Ramani’s residence became a campaign issue earlier this month when the Los Angeles County district attorney’s office opened an inquiry into whether he primarily lives in the district he hopes to represent.

Ramani’s campaign filings with the state indicate he lives in Burbank, where he is also registered to vote. Yet he owns a home in La Cañada Flintridge, which is not part of the 43rd District, and has used that address as recently as April in making political contributions to others.

Bhupesh Parikh, with property management firm Pari Enterprises, said Ramani began to rent the Alameda Avenue apartment before the April special election primary in which Ramani won the Republican nomination.

But this week a resident of the apartment next to Ramani’s looked at a picture of the candidate on a campaign mailer and shook his head.

“I never saw him,” said Nog Batak, who has lived in the building for a year and a half. Of Ramani’s apartment, he added, “I don’t know who lives there.”

Jocelyn Gumbs, who lives next to Batak and two doors from Ramani, said, “I’ve seen him here. But I don’t know if he actually lives here.”
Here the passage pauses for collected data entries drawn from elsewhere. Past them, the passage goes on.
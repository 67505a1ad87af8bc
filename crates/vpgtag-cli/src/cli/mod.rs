mod args;
mod commands;
mod dispatch;

#[cfg(test)]
mod dispatch_tests;

pub use commands::build_cli;
pub use dispatch::{BatchParams, CheckParams, DumpParams};

/// Color output mode for CLI commands.
#[derive(Clone, Copy, Debug, Default, PartialEq, Eq)]
pub enum ColorChoice {
    #[default]
    Auto,
    Always,
    Never,
}

impl ColorChoice {
    pub fn should_colorize(self) -> bool {
        match self {
            ColorChoice::Always => true,
            ColorChoice::Never => false,
            ColorChoice::Auto => std::io::IsTerminal::is_terminal(&std::io::stdout()),
        }
    }
}
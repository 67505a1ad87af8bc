//! Serializable analysis results with names resolved.

use serde::Serialize;

use crate::grammar::{Grammar, NodeId};
use crate::pipeline::{Analysis, Verdict};

#[derive(Debug, Clone, PartialEq, Eq, Serialize)]
pub struct Report {
    pub grammar: Option<String>,
    pub start: String,
    pub verdict: Verdict,
    pub had_left_recursion: bool,
    pub non_terminals: usize,
    pub call: Vec<String>,
    pub ret: Vec<String>,
    pub plain: Vec<String>,
    /// Distinct candidate pairs in harvest order.
    pub pairs: Vec<(String, String)>,
    pub cycles: Vec<CycleReport>,
    #[serde(skip_serializing_if = "Option::is_none")]
    pub oracle: Option<OracleReport>,
}

#[derive(Debug, Clone, PartialEq, Eq, Serialize)]
pub struct CycleReport {
    pub non_terminals: Vec<String>,
    pub valid: bool,
}

#[derive(Debug, Clone, PartialEq, Eq, Serialize)]
pub struct OracleReport {
    pub call: Vec<String>,
    pub ret: Vec<String>,
    pub agrees: bool,
}

impl Report {
    pub fn from_analysis(analysis: &Analysis) -> Self {
        let grammar = analysis.grammar();
        let name = |id: NodeId| grammar.symbol_name(id).to_string();

        Self {
            grammar: grammar.name().map(str::to_string),
            start: name(grammar.start()),
            verdict: analysis.verdict,
            had_left_recursion: analysis.had_left_recursion,
            non_terminals: grammar.non_terminal_count(),
            call: sorted_names(grammar, grammar.call().iter().copied()),
            ret: sorted_names(grammar, grammar.ret().iter().copied()),
            plain: sorted_names(grammar, grammar.plain_terminals()),
            pairs: grammar
                .distinct_pairs()
                .into_iter()
                .map(|(c, r)| (name(c), name(r)))
                .collect(),
            cycles: analysis
                .cycles
                .iter()
                .map(|cycle| CycleReport {
                    non_terminals: cycle.vertices.iter().map(|&v| name(v)).collect(),
                    valid: cycle.valid,
                })
                .collect(),
            oracle: analysis.oracle.as_ref().map(|oracle| OracleReport {
                call: sorted_names(grammar, oracle.tagging.call.iter().copied()),
                ret: sorted_names(grammar, oracle.tagging.ret.iter().copied()),
                agrees: oracle.agrees,
            }),
        }
    }

    pub fn to_json(&self) -> serde_json::Result<String> {
        serde_json::to_string_pretty(self)
    }

    /// Partition, pairs and verdict, one item per line.
    pub fn render_info(&self) -> String {
        let pairs: Vec<String> = self
            .pairs
            .iter()
            .map(|(c, r)| format!("({c}, {r})"))
            .collect();
        let verdict = match self.verdict {
            Verdict::Vpg => "Valid",
            Verdict::NotVpg => "Invalid",
            Verdict::TooLarge => "Too large",
        };
        format!(
            "call\t{}\nret \t{}\npairs: \t{}\n{verdict}\n",
            list(&self.call),
            list(&self.ret),
            list(&pairs)
        )
    }

    /// Oracle partition and whether it matches; `None` without an oracle run.
    pub fn render_oracle(&self) -> Option<String> {
        let oracle = self.oracle.as_ref()?;
        Some(format!(
            "call\t{}\nret \t{}\n{}\n",
            list(&oracle.call),
            list(&oracle.ret),
            if oracle.agrees { "Same" } else { "Different" }
        ))
    }
}

fn sorted_names(grammar: &Grammar, ids: impl IntoIterator<Item = NodeId>) -> Vec<String> {
    let mut names: Vec<String> = ids
        .into_iter()
        .map(|id| grammar.symbol_name(id).to_string())
        .collect();
    names.sort();
    names
}

fn list(items: &[String]) -> String {
    format!("[{}]", items.join(", "))
}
A manager of the building, who asked not to be named for fear of being removed from the job, said Ramani comes to the building on occasion.

“I don’t know that he lives here physically,” the manager said, adding that residents on the third floor “stay to themselves. Some I don’t see for months on end.”

Residents contacted at the building at 249 W. Alameda Ave. said they had not been contacted by investigators.

Ramani did not respond to repeated requests for an interview. But he has said previously that he spends at least half his time at the Burbank apartment, even as his wife continues to live in their La Cañada home. He has also said that if elected in November, he would find a permanent home in Burbank.

In an interview with the Los Angeles Times, he said that the recent political donations from the La Cañada address were made automatically, and that he needs to submit updated information on his contribution forms.

Ramani also has said the residency probe is a red herring designed to distract voters from more important issues, such as rebuilding the state’s economy. Ramani is running against Assemblyman Mike Gatto (D-Silver Lake).

On Aug. 27, Carl Hunter, a Silver Lake resident and Gatto supporter, wrote a letter to the county district attorney’s office asking for a probe into Ramani’s Burbank residency.

In an interview, Hunter acknowledged he has made modest financial contributions to Gatto’s campaign, but said he has had no contact with the Gatto camp regarding the probe.

His complaint against Ramani was precipitated by rumors he heard and subsequent research.

“I called a Realtor friend of mine who could look it up in the [Multiple Listings Service],” a database showing who owns a home, for how long and whether it is listed for sale, Hunter said.

“He won’t really represent us if he doesn’t live here and have an invested interest in us,” Hunter said.

Deputy District Atty. Jennifer Lentz Snyder of the Public Integrity Division declined to discuss details of the probe, saying only that residency inquiries focus on the candidate’s intent and whether his stated address meets the legal definition of “domicile.”

The state Elections Code defines domicile as “that place in which his or her habitation is fixed, wherein the person has the intention of remaining, and to which, whenever he or she is absent, the person has the intention of returning.”

Other sections of the code say that an elected official’s domicile is where he is registered to vote, but that “a person does not gain a domicile in any precinct into which he or she comes for temporary purposes.”

Snyder said residency issues are important for the integrity of the political system.

“Governance is absolutely dependent on the accuracy and truth of people’s comments when they file for candidacy,” she said.